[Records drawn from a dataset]
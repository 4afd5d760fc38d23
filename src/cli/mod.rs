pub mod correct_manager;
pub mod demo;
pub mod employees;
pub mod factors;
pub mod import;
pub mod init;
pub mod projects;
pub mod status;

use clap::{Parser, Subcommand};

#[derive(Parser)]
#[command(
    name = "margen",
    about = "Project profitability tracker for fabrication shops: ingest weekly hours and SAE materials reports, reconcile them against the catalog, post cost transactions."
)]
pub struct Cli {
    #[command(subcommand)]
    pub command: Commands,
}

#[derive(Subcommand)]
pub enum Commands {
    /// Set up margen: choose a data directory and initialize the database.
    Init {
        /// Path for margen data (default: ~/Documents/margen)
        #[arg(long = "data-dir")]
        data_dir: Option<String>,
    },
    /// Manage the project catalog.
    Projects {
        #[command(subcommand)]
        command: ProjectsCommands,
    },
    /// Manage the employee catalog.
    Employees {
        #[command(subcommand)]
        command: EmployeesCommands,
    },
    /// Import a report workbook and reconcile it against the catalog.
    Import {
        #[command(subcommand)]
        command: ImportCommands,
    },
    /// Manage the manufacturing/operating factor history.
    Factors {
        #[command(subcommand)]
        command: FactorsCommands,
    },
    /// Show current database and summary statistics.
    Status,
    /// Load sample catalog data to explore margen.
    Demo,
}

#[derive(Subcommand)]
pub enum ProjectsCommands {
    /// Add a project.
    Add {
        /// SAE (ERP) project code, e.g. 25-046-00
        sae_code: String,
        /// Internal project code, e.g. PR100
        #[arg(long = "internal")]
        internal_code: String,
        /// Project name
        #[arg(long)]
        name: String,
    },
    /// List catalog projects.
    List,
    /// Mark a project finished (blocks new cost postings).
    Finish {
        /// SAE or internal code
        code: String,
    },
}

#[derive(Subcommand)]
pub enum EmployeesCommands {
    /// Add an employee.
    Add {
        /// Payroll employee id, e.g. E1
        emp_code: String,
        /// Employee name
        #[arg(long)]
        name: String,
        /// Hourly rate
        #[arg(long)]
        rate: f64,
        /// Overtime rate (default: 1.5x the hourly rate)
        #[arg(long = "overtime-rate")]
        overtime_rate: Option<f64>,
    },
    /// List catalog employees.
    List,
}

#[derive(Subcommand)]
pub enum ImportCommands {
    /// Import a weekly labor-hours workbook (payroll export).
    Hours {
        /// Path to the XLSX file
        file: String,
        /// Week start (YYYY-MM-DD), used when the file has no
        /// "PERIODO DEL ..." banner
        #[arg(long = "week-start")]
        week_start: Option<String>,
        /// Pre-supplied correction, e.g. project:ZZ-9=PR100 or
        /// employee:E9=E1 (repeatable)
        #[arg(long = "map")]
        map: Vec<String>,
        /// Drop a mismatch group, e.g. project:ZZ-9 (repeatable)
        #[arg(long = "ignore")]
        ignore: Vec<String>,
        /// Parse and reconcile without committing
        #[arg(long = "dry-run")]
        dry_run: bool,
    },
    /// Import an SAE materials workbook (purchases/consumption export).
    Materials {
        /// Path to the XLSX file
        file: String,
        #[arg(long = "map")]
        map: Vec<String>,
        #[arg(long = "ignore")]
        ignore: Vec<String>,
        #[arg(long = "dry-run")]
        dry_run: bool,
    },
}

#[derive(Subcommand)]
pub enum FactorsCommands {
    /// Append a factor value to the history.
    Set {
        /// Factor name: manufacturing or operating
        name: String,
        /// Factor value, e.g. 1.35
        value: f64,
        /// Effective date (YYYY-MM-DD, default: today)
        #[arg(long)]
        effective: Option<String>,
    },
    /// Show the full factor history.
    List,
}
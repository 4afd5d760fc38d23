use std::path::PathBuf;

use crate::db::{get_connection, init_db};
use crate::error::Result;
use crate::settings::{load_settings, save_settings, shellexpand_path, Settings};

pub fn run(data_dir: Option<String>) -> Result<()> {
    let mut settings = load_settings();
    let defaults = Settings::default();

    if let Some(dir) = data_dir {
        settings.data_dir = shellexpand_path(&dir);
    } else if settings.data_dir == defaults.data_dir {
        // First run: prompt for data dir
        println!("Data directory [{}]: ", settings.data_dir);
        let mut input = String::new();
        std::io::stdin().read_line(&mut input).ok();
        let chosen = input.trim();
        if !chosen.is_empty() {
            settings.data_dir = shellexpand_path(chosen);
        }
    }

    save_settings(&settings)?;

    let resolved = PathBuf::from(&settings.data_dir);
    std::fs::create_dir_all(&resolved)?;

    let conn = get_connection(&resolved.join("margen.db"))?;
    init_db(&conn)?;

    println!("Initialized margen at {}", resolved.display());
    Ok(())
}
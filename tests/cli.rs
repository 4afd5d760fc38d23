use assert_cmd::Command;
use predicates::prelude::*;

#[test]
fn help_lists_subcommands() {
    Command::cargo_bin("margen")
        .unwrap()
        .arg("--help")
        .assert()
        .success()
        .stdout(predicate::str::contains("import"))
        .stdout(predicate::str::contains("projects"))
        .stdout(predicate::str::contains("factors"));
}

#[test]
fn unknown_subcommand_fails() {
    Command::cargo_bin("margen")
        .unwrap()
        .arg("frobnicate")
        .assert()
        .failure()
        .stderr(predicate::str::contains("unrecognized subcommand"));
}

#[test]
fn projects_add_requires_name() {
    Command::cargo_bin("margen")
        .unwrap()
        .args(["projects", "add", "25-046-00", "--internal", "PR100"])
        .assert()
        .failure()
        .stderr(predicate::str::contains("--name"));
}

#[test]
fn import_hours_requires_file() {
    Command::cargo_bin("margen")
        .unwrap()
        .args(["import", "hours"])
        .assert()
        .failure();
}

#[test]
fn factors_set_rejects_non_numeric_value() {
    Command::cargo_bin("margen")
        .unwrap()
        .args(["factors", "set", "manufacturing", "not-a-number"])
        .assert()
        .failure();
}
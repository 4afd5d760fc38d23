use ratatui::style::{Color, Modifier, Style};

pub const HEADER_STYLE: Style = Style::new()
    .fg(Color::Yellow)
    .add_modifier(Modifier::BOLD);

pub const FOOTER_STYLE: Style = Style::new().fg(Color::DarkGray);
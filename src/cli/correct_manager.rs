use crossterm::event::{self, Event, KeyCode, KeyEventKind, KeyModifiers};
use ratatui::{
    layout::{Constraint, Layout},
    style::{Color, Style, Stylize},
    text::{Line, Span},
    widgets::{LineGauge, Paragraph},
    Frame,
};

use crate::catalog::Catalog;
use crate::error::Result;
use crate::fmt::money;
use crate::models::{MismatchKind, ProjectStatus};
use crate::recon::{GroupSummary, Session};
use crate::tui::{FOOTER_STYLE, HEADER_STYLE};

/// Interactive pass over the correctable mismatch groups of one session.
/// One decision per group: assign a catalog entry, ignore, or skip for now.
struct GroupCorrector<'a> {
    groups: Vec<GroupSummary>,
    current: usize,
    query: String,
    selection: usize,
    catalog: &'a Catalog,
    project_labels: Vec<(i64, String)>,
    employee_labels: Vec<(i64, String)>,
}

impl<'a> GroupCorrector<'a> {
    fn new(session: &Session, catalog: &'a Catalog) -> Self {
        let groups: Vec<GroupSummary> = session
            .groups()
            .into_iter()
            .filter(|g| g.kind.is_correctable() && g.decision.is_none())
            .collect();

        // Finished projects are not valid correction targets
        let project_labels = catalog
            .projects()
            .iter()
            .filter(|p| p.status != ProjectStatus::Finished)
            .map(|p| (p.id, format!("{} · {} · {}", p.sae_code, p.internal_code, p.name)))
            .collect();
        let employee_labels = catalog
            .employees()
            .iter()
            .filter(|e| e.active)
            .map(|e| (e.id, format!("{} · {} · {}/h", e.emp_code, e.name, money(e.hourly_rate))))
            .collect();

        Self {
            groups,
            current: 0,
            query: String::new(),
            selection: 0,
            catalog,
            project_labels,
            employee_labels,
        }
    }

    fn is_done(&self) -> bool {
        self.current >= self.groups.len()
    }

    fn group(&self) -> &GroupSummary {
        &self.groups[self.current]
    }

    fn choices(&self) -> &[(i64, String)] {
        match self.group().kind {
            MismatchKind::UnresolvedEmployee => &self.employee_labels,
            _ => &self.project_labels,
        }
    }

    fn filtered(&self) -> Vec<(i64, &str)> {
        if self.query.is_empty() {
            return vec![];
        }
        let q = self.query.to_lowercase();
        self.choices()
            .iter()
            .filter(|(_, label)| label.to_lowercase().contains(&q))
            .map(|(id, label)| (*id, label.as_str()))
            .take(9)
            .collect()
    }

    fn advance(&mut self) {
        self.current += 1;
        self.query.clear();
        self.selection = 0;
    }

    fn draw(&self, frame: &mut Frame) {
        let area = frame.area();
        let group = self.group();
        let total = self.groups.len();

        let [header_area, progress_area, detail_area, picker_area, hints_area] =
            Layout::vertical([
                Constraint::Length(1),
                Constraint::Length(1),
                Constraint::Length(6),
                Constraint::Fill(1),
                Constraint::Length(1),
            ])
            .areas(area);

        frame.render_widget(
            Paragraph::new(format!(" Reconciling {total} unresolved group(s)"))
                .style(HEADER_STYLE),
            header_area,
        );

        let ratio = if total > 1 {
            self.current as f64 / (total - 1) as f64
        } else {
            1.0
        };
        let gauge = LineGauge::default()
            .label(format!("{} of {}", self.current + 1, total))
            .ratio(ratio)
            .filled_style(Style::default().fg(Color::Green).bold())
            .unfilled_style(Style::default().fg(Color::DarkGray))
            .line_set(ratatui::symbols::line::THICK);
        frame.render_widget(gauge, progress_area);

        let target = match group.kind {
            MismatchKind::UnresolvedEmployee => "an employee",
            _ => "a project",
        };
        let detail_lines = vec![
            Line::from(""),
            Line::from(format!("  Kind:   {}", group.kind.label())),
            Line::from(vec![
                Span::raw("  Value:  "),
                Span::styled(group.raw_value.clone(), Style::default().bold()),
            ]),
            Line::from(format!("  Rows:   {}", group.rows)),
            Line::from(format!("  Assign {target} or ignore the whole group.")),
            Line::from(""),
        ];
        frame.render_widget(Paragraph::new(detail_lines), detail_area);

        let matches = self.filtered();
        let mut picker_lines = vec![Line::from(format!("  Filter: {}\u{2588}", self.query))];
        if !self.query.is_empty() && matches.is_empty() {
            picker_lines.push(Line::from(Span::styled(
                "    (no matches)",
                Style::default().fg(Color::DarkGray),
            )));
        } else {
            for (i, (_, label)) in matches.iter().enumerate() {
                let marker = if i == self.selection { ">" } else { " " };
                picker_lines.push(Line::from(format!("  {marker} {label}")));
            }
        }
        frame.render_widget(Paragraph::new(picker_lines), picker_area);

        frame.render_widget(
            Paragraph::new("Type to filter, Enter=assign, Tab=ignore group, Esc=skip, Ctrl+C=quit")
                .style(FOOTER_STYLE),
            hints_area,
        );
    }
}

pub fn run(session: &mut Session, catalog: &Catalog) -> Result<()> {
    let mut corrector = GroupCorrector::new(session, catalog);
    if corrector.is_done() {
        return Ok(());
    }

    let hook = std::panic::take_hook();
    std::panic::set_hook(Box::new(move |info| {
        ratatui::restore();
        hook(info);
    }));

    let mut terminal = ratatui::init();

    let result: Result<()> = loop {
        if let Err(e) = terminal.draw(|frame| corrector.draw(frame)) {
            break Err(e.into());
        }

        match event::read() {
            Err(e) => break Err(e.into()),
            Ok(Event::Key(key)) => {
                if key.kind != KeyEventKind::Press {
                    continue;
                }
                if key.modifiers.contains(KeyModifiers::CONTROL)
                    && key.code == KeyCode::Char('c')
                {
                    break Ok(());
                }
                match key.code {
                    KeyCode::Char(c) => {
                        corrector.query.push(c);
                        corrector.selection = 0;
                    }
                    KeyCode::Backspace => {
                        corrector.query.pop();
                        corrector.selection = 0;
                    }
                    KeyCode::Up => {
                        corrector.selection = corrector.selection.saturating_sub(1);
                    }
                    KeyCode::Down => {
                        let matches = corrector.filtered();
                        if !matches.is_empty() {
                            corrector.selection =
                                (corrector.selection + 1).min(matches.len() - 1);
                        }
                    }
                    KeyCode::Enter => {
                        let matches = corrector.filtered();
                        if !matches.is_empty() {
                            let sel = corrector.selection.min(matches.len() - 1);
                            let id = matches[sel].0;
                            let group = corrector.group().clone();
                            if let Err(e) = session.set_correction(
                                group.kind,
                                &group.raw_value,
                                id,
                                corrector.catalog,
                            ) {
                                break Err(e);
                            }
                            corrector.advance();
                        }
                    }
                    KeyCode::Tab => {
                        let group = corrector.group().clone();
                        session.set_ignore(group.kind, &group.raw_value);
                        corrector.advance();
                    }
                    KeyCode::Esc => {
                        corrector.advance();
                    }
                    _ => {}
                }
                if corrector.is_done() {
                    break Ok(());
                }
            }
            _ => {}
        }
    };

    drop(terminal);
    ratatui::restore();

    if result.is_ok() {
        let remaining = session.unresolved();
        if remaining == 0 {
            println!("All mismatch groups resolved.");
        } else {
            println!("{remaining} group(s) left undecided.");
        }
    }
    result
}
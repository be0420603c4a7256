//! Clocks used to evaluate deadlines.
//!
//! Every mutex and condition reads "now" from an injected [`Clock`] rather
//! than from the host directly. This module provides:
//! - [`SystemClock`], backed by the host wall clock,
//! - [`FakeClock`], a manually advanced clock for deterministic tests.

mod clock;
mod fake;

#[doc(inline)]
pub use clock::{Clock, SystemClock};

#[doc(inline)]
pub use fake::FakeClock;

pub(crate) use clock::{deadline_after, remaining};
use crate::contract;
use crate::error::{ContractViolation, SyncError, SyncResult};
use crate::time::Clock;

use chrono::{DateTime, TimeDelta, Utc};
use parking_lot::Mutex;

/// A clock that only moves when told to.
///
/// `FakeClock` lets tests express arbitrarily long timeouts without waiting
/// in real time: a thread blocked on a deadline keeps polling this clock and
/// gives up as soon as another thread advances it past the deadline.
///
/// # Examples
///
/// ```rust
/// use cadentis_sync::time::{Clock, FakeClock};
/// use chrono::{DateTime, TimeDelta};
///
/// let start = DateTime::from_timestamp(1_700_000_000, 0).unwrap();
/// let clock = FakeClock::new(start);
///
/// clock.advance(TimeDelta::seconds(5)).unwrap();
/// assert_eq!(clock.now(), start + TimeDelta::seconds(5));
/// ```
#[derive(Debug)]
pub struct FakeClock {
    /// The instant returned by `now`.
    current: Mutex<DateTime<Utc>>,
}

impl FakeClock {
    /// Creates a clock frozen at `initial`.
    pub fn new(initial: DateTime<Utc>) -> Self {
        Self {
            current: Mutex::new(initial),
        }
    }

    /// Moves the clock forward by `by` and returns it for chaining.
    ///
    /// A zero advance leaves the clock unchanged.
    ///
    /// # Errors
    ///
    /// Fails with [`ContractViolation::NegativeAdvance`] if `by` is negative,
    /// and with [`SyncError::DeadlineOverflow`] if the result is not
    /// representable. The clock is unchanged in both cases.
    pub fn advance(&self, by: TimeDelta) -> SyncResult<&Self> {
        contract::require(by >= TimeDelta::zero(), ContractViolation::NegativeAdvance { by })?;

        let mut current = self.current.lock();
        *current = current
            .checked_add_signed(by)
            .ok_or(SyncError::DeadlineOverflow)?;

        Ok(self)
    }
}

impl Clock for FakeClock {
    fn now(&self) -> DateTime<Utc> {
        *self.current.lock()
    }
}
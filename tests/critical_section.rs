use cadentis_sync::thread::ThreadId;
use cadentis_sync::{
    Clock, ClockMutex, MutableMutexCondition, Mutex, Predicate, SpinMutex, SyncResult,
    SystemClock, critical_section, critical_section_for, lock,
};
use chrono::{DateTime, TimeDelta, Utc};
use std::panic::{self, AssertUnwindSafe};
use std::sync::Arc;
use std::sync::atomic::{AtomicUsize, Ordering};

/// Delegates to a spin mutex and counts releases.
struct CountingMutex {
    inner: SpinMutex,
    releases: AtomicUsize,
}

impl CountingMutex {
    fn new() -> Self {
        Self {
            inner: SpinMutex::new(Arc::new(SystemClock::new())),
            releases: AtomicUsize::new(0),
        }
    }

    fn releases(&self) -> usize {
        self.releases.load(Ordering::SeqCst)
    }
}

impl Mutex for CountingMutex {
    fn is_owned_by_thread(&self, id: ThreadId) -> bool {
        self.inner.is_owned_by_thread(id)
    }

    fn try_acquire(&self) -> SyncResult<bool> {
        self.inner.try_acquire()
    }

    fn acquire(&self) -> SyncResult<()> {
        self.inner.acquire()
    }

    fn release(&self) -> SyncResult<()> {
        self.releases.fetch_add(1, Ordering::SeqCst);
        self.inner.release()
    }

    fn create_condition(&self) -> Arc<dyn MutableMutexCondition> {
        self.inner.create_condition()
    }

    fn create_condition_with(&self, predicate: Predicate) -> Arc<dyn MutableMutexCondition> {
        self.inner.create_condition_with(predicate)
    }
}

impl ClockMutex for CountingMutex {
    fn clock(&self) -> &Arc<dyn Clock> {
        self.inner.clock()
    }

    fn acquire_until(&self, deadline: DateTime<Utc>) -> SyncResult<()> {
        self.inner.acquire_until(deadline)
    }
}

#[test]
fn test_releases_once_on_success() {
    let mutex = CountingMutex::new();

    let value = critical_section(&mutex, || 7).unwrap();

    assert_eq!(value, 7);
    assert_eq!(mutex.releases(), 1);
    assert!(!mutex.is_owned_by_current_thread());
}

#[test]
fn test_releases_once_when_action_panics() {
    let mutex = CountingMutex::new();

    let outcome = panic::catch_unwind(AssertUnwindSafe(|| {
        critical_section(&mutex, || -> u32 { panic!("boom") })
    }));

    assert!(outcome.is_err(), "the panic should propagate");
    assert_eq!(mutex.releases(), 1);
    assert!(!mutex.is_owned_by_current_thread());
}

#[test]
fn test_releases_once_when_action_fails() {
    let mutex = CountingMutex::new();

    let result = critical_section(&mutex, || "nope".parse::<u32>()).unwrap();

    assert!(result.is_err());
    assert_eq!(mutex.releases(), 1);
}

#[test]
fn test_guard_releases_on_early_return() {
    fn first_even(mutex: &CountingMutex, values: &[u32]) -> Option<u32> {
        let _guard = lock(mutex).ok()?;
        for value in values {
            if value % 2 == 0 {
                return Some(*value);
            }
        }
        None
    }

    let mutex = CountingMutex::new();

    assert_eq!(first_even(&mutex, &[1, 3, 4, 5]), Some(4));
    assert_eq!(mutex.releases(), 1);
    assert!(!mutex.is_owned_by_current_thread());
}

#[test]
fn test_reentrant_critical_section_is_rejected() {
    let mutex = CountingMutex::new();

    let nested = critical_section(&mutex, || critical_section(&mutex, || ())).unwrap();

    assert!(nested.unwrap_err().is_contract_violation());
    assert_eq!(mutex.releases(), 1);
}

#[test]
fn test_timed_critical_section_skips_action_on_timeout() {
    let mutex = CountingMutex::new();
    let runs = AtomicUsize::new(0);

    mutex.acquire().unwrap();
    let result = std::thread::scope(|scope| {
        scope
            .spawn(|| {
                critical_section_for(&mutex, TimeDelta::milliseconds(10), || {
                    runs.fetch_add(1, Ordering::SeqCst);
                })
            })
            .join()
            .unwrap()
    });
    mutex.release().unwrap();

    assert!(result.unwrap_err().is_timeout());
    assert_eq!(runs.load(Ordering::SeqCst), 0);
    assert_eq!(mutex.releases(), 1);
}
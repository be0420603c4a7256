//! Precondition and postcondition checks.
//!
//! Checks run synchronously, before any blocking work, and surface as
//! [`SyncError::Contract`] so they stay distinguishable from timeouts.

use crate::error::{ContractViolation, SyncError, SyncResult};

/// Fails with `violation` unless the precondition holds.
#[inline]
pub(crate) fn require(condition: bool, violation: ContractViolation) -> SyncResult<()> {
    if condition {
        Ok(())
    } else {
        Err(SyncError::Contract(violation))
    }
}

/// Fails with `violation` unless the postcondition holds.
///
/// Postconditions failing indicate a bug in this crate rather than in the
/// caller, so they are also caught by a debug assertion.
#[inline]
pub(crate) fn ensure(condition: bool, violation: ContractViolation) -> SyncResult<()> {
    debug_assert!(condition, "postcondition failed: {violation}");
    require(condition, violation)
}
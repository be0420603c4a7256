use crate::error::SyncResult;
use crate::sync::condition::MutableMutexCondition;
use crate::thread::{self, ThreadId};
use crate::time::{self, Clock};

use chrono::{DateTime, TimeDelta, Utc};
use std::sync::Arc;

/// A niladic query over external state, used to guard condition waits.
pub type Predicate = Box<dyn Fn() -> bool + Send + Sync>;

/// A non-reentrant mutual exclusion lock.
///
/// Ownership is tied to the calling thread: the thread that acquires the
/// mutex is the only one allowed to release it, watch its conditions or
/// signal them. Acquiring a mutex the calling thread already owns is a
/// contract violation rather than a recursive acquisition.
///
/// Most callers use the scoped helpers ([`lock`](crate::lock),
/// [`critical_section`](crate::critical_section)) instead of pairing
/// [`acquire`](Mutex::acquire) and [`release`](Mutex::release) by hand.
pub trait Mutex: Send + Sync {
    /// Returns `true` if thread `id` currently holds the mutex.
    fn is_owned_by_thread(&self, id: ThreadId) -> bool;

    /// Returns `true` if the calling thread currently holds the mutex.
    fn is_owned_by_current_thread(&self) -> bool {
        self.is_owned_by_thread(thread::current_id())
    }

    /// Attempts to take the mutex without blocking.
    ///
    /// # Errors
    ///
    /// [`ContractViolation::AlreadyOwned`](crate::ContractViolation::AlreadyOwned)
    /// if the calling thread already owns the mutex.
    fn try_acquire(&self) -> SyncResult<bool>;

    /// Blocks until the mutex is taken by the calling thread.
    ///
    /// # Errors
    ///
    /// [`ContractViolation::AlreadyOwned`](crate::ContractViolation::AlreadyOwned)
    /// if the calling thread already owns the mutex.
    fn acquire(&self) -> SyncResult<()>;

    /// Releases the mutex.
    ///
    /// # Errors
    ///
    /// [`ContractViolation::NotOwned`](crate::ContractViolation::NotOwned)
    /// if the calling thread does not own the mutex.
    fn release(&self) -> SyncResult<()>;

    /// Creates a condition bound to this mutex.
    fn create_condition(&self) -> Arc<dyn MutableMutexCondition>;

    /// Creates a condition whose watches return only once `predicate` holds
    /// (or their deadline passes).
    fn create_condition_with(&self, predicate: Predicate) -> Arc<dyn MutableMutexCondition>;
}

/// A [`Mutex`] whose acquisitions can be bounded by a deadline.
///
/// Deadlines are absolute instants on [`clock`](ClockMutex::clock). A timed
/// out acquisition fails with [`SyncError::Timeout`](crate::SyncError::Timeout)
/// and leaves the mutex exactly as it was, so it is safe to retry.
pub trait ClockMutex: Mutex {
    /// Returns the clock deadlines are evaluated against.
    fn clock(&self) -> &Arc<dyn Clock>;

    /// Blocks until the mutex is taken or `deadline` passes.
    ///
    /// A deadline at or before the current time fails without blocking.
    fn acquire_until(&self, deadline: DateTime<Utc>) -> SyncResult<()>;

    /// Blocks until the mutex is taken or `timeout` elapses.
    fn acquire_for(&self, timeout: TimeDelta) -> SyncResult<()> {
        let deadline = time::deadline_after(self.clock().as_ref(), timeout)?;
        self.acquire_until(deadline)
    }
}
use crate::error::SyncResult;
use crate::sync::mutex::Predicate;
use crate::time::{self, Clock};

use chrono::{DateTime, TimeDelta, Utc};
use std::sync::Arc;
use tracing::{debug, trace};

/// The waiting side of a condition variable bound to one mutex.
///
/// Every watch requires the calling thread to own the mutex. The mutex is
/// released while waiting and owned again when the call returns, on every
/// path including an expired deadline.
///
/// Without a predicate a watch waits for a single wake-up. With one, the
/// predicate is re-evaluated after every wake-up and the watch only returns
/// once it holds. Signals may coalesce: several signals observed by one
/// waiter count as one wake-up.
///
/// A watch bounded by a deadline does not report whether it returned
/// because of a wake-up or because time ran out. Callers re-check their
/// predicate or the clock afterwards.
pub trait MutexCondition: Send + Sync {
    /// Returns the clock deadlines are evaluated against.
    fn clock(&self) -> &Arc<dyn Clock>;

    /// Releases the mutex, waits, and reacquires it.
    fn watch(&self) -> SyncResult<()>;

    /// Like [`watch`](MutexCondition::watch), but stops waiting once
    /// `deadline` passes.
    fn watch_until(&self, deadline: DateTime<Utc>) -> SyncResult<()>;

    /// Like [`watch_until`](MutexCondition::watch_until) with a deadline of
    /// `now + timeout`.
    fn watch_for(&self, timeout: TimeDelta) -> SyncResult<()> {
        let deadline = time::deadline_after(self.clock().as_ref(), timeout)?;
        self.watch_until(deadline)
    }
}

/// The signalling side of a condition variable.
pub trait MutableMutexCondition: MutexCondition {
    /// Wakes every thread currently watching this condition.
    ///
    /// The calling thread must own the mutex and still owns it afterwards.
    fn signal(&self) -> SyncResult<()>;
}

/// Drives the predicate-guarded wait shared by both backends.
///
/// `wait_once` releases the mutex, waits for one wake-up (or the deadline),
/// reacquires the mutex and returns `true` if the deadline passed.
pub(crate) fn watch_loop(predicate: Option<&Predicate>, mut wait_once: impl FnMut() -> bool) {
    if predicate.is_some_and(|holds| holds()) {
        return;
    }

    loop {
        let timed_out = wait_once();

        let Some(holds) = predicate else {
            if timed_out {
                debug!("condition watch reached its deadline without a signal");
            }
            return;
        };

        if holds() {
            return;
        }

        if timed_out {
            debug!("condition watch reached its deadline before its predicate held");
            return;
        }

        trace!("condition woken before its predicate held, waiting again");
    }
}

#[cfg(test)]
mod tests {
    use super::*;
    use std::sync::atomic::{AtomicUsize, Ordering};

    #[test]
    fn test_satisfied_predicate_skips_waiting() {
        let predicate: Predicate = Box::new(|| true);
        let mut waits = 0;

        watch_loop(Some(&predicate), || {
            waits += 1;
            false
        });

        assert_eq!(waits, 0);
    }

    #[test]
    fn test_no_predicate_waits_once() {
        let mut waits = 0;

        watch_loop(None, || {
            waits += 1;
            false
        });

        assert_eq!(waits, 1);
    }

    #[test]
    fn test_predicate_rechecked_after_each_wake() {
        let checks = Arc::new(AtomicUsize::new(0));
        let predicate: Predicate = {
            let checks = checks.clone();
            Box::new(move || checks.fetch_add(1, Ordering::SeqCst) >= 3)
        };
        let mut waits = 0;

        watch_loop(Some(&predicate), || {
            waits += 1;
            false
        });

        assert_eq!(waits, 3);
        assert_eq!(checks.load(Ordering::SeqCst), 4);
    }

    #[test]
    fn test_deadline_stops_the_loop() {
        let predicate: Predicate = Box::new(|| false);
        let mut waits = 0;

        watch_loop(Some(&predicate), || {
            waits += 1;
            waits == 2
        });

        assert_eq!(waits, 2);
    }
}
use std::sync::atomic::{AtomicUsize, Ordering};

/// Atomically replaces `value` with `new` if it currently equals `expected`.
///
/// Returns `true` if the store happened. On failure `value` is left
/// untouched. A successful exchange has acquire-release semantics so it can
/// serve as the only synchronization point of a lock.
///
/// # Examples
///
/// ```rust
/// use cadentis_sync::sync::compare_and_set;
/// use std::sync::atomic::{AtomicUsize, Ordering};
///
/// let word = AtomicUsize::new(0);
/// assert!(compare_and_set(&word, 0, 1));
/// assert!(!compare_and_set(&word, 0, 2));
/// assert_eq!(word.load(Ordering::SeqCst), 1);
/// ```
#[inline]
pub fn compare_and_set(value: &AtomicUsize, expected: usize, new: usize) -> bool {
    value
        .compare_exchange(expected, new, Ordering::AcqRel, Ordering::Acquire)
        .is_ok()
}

THE TASK: Find the lines above that include the string "weekly" and copy them.

WRITTEN SOLUTION:
    about = "Project profitability tracker for fabrication shops: ingest weekly hours and SAE materials reports, reconcile them against the catalog, post cost transactions."
    /// Import a weekly labor-hours workbook (payroll export).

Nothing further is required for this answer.